**ASSIGNMENT:** Across the entries below, count the lines in which the word "must" occurs. Reply with the count alone.

**DATASET EXCERPTS:**
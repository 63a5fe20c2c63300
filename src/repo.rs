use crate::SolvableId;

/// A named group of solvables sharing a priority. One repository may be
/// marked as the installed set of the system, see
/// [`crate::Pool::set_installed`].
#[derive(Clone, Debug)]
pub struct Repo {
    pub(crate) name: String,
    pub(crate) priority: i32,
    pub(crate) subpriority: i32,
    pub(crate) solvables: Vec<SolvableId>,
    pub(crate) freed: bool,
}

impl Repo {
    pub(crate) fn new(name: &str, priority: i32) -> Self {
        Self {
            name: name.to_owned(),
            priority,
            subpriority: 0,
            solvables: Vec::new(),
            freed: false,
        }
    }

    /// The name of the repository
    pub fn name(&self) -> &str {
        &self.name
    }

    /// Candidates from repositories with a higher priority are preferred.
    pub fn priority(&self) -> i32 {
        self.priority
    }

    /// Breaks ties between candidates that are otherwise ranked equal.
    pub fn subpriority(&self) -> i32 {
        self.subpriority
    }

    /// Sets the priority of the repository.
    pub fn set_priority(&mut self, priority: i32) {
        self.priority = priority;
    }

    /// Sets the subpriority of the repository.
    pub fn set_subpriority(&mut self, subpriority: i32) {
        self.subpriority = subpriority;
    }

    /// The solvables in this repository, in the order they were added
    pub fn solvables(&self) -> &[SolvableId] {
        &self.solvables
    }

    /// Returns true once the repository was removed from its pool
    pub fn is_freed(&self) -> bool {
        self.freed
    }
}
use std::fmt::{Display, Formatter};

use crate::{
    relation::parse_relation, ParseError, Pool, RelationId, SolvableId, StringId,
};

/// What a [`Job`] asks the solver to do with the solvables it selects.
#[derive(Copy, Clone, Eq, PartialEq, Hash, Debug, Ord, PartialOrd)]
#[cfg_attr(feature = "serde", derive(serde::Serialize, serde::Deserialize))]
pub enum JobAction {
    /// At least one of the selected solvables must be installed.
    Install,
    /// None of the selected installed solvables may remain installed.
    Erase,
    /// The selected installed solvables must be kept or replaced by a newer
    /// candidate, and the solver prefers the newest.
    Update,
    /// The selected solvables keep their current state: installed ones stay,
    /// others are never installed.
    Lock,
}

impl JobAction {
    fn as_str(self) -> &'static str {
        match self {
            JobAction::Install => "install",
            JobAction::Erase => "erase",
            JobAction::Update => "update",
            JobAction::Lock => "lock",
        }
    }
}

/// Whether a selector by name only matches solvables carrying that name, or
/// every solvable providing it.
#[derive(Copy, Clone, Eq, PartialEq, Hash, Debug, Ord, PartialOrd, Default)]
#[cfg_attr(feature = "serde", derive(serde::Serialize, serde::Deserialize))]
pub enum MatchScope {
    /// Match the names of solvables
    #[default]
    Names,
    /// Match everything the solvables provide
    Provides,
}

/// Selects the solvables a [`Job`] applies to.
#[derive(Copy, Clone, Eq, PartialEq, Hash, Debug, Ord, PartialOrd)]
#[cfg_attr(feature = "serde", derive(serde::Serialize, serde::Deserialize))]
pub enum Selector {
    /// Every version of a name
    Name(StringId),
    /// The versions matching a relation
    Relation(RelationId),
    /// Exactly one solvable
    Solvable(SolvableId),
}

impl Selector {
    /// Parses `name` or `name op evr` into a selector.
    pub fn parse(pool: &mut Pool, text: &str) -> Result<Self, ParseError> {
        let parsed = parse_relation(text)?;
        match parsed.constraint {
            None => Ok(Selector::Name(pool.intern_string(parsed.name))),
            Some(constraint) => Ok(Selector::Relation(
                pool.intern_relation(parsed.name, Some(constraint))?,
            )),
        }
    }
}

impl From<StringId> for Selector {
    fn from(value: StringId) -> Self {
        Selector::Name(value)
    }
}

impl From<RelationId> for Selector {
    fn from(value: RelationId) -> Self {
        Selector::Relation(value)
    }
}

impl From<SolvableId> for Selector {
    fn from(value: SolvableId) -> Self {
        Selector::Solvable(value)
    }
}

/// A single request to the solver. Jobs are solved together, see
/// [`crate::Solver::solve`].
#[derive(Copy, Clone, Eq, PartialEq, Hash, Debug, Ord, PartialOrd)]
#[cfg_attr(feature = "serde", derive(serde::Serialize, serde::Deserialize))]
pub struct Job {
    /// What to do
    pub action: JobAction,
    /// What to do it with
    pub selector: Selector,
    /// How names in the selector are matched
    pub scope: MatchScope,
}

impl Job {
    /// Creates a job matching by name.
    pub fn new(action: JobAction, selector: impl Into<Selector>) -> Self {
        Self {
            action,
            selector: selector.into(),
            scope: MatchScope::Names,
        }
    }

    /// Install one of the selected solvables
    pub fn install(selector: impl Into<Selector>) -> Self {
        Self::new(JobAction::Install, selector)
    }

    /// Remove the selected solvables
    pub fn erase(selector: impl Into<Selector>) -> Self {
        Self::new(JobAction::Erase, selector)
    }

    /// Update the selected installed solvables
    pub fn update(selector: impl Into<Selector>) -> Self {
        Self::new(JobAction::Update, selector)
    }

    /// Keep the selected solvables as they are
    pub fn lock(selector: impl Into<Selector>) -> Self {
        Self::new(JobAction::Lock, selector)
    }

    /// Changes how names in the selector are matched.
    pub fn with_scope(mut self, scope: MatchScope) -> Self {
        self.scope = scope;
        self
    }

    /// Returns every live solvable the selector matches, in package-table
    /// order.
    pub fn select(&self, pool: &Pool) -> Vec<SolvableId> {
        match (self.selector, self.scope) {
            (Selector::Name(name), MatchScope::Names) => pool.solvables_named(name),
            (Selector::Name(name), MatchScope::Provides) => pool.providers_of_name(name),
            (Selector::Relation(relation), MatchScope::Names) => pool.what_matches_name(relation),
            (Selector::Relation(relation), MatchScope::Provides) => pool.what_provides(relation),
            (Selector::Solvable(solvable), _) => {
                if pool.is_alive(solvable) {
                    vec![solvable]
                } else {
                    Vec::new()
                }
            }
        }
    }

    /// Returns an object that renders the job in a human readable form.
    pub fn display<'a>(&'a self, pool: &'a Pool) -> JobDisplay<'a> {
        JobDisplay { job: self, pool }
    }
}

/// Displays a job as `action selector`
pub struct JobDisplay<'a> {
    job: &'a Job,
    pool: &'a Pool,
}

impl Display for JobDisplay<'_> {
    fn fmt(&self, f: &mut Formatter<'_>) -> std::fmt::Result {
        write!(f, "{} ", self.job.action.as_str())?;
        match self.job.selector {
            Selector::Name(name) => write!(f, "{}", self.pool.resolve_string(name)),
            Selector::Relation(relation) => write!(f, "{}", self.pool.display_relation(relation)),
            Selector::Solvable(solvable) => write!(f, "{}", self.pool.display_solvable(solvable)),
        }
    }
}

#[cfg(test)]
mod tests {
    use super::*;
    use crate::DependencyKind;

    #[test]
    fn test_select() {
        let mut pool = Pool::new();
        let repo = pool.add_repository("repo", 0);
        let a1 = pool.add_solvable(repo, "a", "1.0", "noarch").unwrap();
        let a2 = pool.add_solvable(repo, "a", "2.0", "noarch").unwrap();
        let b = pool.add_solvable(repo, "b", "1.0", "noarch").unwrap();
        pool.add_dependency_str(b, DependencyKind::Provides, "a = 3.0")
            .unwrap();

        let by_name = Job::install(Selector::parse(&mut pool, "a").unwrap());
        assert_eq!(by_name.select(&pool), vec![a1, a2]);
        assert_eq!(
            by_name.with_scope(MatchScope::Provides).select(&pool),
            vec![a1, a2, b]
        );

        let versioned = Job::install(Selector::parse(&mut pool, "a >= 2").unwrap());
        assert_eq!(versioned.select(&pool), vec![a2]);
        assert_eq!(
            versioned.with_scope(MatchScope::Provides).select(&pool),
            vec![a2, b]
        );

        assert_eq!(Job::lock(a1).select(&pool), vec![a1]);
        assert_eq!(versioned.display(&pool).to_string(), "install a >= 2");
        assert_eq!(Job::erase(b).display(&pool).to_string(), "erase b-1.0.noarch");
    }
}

**OUTPUT OF THE TASK:** 2